The third round of tendering for wind energy, with surcharges of less than 4 cents/ kWh wasn’t a major surprise. Still, it caused the intervention of the Federal Network Agency for the tenders in 2018. The applications of Blockchain in the energy sector are becoming more diverse, while the prices at the long end of the curve have calmed down again. Read all about the developments in the energy market in November 2017.

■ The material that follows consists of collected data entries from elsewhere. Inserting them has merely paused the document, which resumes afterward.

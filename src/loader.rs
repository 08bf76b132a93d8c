use std::time::Duration;

use tracing::{debug, info};

use crate::error::{LoadError, LoadResult};
use crate::mapping::normalize_all;
use crate::source::CatalogSource;
use crate::types::Item;

/// Loader owns a source and turns its raw records into items.
/// It never touches catalog state; the browser applies the result.
pub struct CatalogLoader {
    source: Box<dyn CatalogSource>,
    timeout: Option<Duration>,
}

impl CatalogLoader {
    pub fn new(source: Box<dyn CatalogSource>) -> Self { Self { source, timeout: None } }

    /// `None` or a zero duration waits forever.
    pub fn with_timeout(mut self, timeout: Option<Duration>) -> Self {
        self.timeout = timeout.filter(|d| !d.is_zero());
        self
    }

    pub fn source(&self) -> &dyn CatalogSource { self.source.as_ref() }

    pub async fn load(&self) -> LoadResult<Vec<Item>> {
        let location = self.source.describe();
        debug!(%location, timeout = ?self.timeout, "fetching catalog");
        let raws = match self.timeout {
            Some(limit) => tokio::time::timeout(limit, self.source.fetch())
                .await
                .map_err(|_| LoadError::Timeout(limit))??,
            None => self.source.fetch().await?,
        };
        let items = normalize_all(&raws);
        info!(%location, count = items.len(), "catalog loaded");
        Ok(items)
    }
}

#[cfg(test)]
mod tests {
    use super::*;
    use crate::source::MemorySource;
    use crate::types::{ItemKind, RawRecord};
    use async_trait::async_trait;

    struct Hung;

    #[async_trait]
    impl CatalogSource for Hung {
        async fn fetch(&self) -> LoadResult<Vec<RawRecord>> {
            std::future::pending::<()>().await;
            Ok(Vec::new())
        }
        fn describe(&self) -> String { "hung".into() }
    }

    #[tokio::test]
    async fn normalizes_every_record_in_order() {
        let src = MemorySource::new(vec![
            RawRecord::new().with("title", "A").with("year", 2000),
            RawRecord::new().with("name", "B").with("creationDate", "2020"),
        ]);
        let items = CatalogLoader::new(Box::new(src)).load().await.unwrap();
        assert_eq!(items.iter().map(|i| i.kind).collect::<Vec<_>>(), vec![ItemKind::Media, ItemKind::Technology]);
        assert_eq!(items.iter().map(|i| i.year.as_str()).collect::<Vec<_>>(), vec!["2000", "2020"]);
    }

    #[tokio::test]
    async fn hung_source_times_out() {
        let loader = CatalogLoader::new(Box::new(Hung)).with_timeout(Some(Duration::from_millis(20)));
        let err = loader.load().await.unwrap_err();
        assert!(matches!(err, LoadError::Timeout(d) if d == Duration::from_millis(20)));
    }

    #[test]
    fn zero_timeout_disables_the_limit() {
        let loader = CatalogLoader::new(Box::new(Hung)).with_timeout(Some(Duration::ZERO));
        assert!(loader.timeout.is_none());
    }
}
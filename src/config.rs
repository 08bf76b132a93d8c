use std::path::{Path, PathBuf};
use std::time::Duration;

use anyhow::{Context, Result};
use directories::ProjectDirs;
use serde::{Deserialize, Serialize};

use crate::paginate::ITEMS_PER_PAGE;

pub const DEFAULT_SOURCE: &str = "movies.json";
pub const DEFAULT_FETCH_TIMEOUT_SECS: u64 = 30;

#[derive(Debug, Clone, PartialEq, Eq, Serialize, Deserialize)]
#[serde(default)]
pub struct Config {
    /// URL or file path of the JSON record array.
    pub source: String,
    pub page_size: usize,
    /// 0 disables the timeout.
    pub fetch_timeout_secs: u64,
    pub user_agent: String,
}

impl Default for Config {
    fn default() -> Self {
        Self {
            source: DEFAULT_SOURCE.to_string(),
            page_size: ITEMS_PER_PAGE,
            fetch_timeout_secs: DEFAULT_FETCH_TIMEOUT_SECS,
            user_agent: format!("vitrine/{}", env!("CARGO_PKG_VERSION")),
        }
    }
}

impl Config {
    /// Explicit file, else the per-user config file if present, else defaults.
    /// Environment overrides are applied last.
    pub fn load(path: Option<&Path>) -> Result<Self> {
        let mut cfg = match path {
            Some(p) => Self::from_file(p)?,
            None => match default_config_path() {
                Some(p) if p.is_file() => Self::from_file(&p)?,
                _ => Self::default(),
            },
        };
        cfg.apply_env_overrides(|k| std::env::var(k).ok());
        Ok(cfg)
    }

    pub fn from_file(path: &Path) -> Result<Self> {
        let text = std::fs::read_to_string(path)
            .with_context(|| format!("reading config file: {}", path.display()))?;
        toml::from_str(&text).with_context(|| format!("parsing config file: {}", path.display()))
    }

    /// `VITRINE_SOURCE`, `VITRINE_PAGE_SIZE`, `VITRINE_FETCH_TIMEOUT_SECS`.
    /// Unparseable numbers are ignored.
    pub fn apply_env_overrides(&mut self, var: impl Fn(&str) -> Option<String>) {
        if let Some(s) = var("VITRINE_SOURCE").filter(|s| !s.trim().is_empty()) {
            self.source = s;
        }
        if let Some(n) = var("VITRINE_PAGE_SIZE").and_then(|s| s.parse().ok()) {
            self.page_size = n;
        }
        if let Some(n) = var("VITRINE_FETCH_TIMEOUT_SECS").and_then(|s| s.parse().ok()) {
            self.fetch_timeout_secs = n;
        }
    }

    pub fn fetch_timeout(&self) -> Option<Duration> {
        (self.fetch_timeout_secs > 0).then(|| Duration::from_secs(self.fetch_timeout_secs))
    }
}

pub fn default_config_path() -> Option<PathBuf> {
    ProjectDirs::from("dev", "vitrine", "vitrine").map(|p| p.config_dir().join("vitrine.toml"))
}
use std::io::Write;

use anyhow::Result;
use serde_json::json;

use crate::browser::Theme;
use crate::paginate::PageMeta;
use crate::types::Item;

/// Capability set a host must provide to display the catalog.
/// The core calls it after every recomputation.
pub trait Presenter {
    fn render_page(&mut self, items: &[Item], meta: &PageMeta) -> Result<()>;
    /// No items to show; page controls should be hidden.
    fn show_empty_state(&mut self, message: &str) -> Result<()>;
    fn open_detail(&mut self, item: &Item) -> Result<()>;
    fn close_detail(&mut self) -> Result<()>;
    fn apply_theme(&mut self, _theme: Theme) -> Result<()> { Ok(()) }
}

/// Plain text cards for a terminal.
pub struct TerminalPresenter<W: Write> {
    out: W,
    theme: Theme,
}

impl<W: Write> TerminalPresenter<W> {
    pub fn new(out: W) -> Self { Self { out, theme: Theme::default() } }

    pub fn into_inner(self) -> W { self.out }
}

impl<W: Write> Presenter for TerminalPresenter<W> {
    fn render_page(&mut self, items: &[Item], meta: &PageMeta) -> Result<()> {
        writeln!(self.out, "{}  {}", self.theme.icon(), meta.label())?;
        for (i, item) in items.iter().enumerate() {
            writeln!(self.out)?;
            writeln!(self.out, "[{}] {} ({}) {}", i + 1, item.title, item.year, item.kind.label())?;
            if !item.description.is_empty() {
                writeln!(self.out, "    {}", item.description)?;
            }
            if !item.tags.is_empty() {
                writeln!(self.out, "    tags: {}", item.tags.join(", "))?;
            }
            writeln!(self.out, "    link: {}", item.link)?;
        }
        let prev = if meta.has_previous { "< prev" } else { "  ----" };
        let next = if meta.has_next { "next >" } else { "----  " };
        writeln!(self.out)?;
        writeln!(self.out, "{prev}  |  {next}")?;
        tracing::trace!(page = meta.page, shown = items.len(), "rendered page");
        self.out.flush()?;
        Ok(())
    }

    fn show_empty_state(&mut self, message: &str) -> Result<()> {
        writeln!(self.out, "{message}")?;
        self.out.flush()?;
        Ok(())
    }

    fn open_detail(&mut self, item: &Item) -> Result<()> {
        writeln!(self.out, "+-- {}", item.title)?;
        writeln!(self.out, "| Year: {}", item.year)?;
        writeln!(self.out, "| Type: {}", item.kind.label())?;
        writeln!(self.out, "| Image: {}", item.image)?;
        if !item.description.is_empty() {
            writeln!(self.out, "| {}", item.description)?;
        }
        writeln!(self.out, "| More: {}", item.link)?;
        writeln!(self.out, "+--")?;
        self.out.flush()?;
        Ok(())
    }

    fn close_detail(&mut self) -> Result<()> {
        writeln!(self.out, "(detail closed)")?;
        self.out.flush()?;
        Ok(())
    }

    fn apply_theme(&mut self, theme: Theme) -> Result<()> {
        self.theme = theme;
        writeln!(self.out, "theme: {:?} {}", theme, theme.icon())?;
        self.out.flush()?;
        Ok(())
    }
}

/// One JSON document per call, for scripting.
pub struct JsonPresenter<W: Write> {
    out: W,
}

impl<W: Write> JsonPresenter<W> {
    pub fn new(out: W) -> Self { Self { out } }

    pub fn into_inner(self) -> W { self.out }

    fn emit(&mut self, value: serde_json::Value) -> Result<()> {
        serde_json::to_writer_pretty(&mut self.out, &value)?;
        writeln!(self.out)?;
        Ok(())
    }
}

impl<W: Write> Presenter for JsonPresenter<W> {
    fn render_page(&mut self, items: &[Item], meta: &PageMeta) -> Result<()> {
        self.emit(json!({ "meta": meta, "items": items }))
    }

    fn show_empty_state(&mut self, message: &str) -> Result<()> {
        self.emit(json!({ "empty": message }))
    }

    fn open_detail(&mut self, item: &Item) -> Result<()> {
        self.emit(json!({ "detail": item }))
    }

    fn close_detail(&mut self) -> Result<()> {
        self.emit(json!({ "detail": null }))
    }
}
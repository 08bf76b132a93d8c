use serde::Serialize;

use crate::types::Item;

/// Items shown per page unless configured otherwise.
pub const ITEMS_PER_PAGE: usize = 4;

#[derive(Debug, Clone, Copy, PartialEq, Eq, Serialize)]
pub struct PageMeta {
    /// 1-based, already clamped.
    pub page: usize,
    pub total_pages: usize,
    pub has_previous: bool,
    pub has_next: bool,
}

impl PageMeta {
    pub fn label(&self) -> String { format!("Page {} of {}", self.page, self.total_pages) }
}

#[derive(Debug, Clone, Copy, PartialEq, Eq)]
pub struct Page<'a> {
    pub items: &'a [Item],
    pub meta: PageMeta,
}

#[derive(Debug, Clone, Copy, PartialEq, Eq)]
pub enum Pagination<'a> {
    /// Nothing to show; the host hides page controls.
    Empty,
    Page(Page<'a>),
}

impl<'a> Pagination<'a> {
    pub fn page(&self) -> Option<&Page<'a>> {
        match self {
            Pagination::Empty => None,
            Pagination::Page(p) => Some(p),
        }
    }
}

pub fn total_pages(len: usize, page_size: usize) -> usize {
    len.div_ceil(page_size.max(1))
}

/// Slice `items` into the requested page. Out-of-range pages are clamped,
/// never rejected.
pub fn paginate(items: &[Item], page: usize, page_size: usize) -> Pagination<'_> {
    if items.is_empty() {
        return Pagination::Empty;
    }
    let size = page_size.max(1);
    let total = total_pages(items.len(), size);
    let page = page.clamp(1, total);
    let start = (page - 1) * size;
    let end = (start + size).min(items.len());
    Pagination::Page(Page {
        items: &items[start..end],
        meta: PageMeta { page, total_pages: total, has_previous: page > 1, has_next: page < total },
    })
}

#[cfg(test)]
mod tests {
    use super::*;
    use crate::types::ItemKind;

    fn items(n: usize) -> Vec<Item> {
        (0..n)
            .map(|i| Item {
                kind: ItemKind::Technology,
                title: format!("item {i}"),
                year: "N/A".into(),
                description: String::new(),
                link: "#".into(),
                image: "images/placeholder.jpg".into(),
                tags: vec![],
            })
            .collect()
    }

    #[test]
    fn empty_input_has_no_pages() {
        assert_eq!(paginate(&[], 1, ITEMS_PER_PAGE), Pagination::Empty);
        assert_eq!(paginate(&[], 7, ITEMS_PER_PAGE), Pagination::Empty);
    }

    #[test]
    fn pages_partition_the_input() {
        for n in 1..=13 {
            let all = items(n);
            let total = total_pages(n, ITEMS_PER_PAGE);
            let mut seen = Vec::new();
            for p in 1..=total {
                let page = *paginate(&all, p, ITEMS_PER_PAGE).page().unwrap();
                assert_eq!(page.meta.page, p);
                assert!(!page.items.is_empty() && page.items.len() <= ITEMS_PER_PAGE);
                seen.extend(page.items.iter().cloned());
            }
            assert_eq!(seen, all, "n = {n}");
        }
    }

    #[test]
    fn page_beyond_the_end_clamps_to_last() {
        let all = items(9);
        assert_eq!(paginate(&all, 99, ITEMS_PER_PAGE), paginate(&all, 3, ITEMS_PER_PAGE));
        assert_eq!(paginate(&all, 0, ITEMS_PER_PAGE), paginate(&all, 1, ITEMS_PER_PAGE));
    }

    #[test]
    fn five_items_make_two_pages() {
        let all = items(5);
        let first = *paginate(&all, 1, 4).page().unwrap();
        assert_eq!(first.items.len(), 4);
        assert_eq!(first.meta, PageMeta { page: 1, total_pages: 2, has_previous: false, has_next: true });
        let second = *paginate(&all, 2, 4).page().unwrap();
        assert_eq!(second.items.len(), 1);
        assert_eq!(second.meta.label(), "Page 2 of 2");
        assert!(second.meta.has_previous && !second.meta.has_next);
    }

    #[test]
    fn zero_page_size_acts_as_one() {
        let all = items(3);
        let p = *paginate(&all, 2, 0).page().unwrap();
        assert_eq!(p.items.len(), 1);
        assert_eq!(p.meta.total_pages, 3);
    }
}
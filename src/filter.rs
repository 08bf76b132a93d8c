use crate::types::Item;

/// Trim and lowercase a search term.
pub fn normalize_term(term: &str) -> String {
    term.trim().to_lowercase()
}

/// Case-insensitive substring match over title, description and the
/// space-joined tags. `term` must already be normalized.
pub fn matches(item: &Item, term: &str) -> bool {
    term.is_empty()
        || item.title.to_lowercase().contains(term)
        || item.description.to_lowercase().contains(term)
        || item.tags.join(" ").to_lowercase().contains(term)
}

/// Items matching `term`, in input order. An empty term keeps everything.
pub fn filter(items: &[Item], term: &str) -> Vec<Item> {
    let term = normalize_term(term);
    if term.is_empty() {
        return items.to_vec();
    }
    items.iter().filter(|i| matches(i, &term)).cloned().collect()
}
use crate::domain::ids::ArtistId;
use serde::{Deserialize, Serialize};

/// Un artista del catálogo.
///
/// Los álbumes que le pertenecen no viven aquí sino en la tabla de
/// relaciones del [`CatalogStore`](crate::store::CatalogStore).
#[derive(Debug, Clone, PartialEq, Eq, Serialize, Deserialize)]
pub struct Artist {
  pub id: ArtistId,

  /// Nombre tal como se registró. No es único.
  pub name: String,

  /// Me gusta acumulados por sus canciones (uno por cada like nuevo).
  pub likes: u32,
}

impl Artist {
  pub fn new(name: impl Into<String>) -> Self {
    Self { id: ArtistId::new(), name: name.into(), likes: 0 }
  }
}
use crate::domain::ids::AlbumId;
use serde::{Deserialize, Serialize};

/// Un álbum. Pertenece a exactamente un artista desde su creación.
#[derive(Debug, Clone, PartialEq, Eq, Serialize, Deserialize)]
pub struct Album {
  pub id: AlbumId,
  pub title: String,
}

impl Album {
  pub fn new(title: impl Into<String>) -> Self {
    Self { id: AlbumId::new(), title: title.into() }
  }
}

The low extra value in the tender for wind on shore from the beginning of November 2017 was not a huge surprise in itself. Projects of citizen energy companies were still exempted from submitting a permit according to the German Federal Immission Control Act (BImschG). The average volume-weighted tender value of 3.82 ct/kWh nevertheless reached a new low for Germany. Since the first tender in May 2017, the volume-weighted tender value dropped by almost 2 cents/kWh. One more time, “citizen energy companies” of professional project developers were successful with 98 per cent of the winning projects. The entire tender has been over-subscribed about 2,5 times. Here, you can also read the analysis of how the tender projects could potentially refinance themselves via rising electricity prices.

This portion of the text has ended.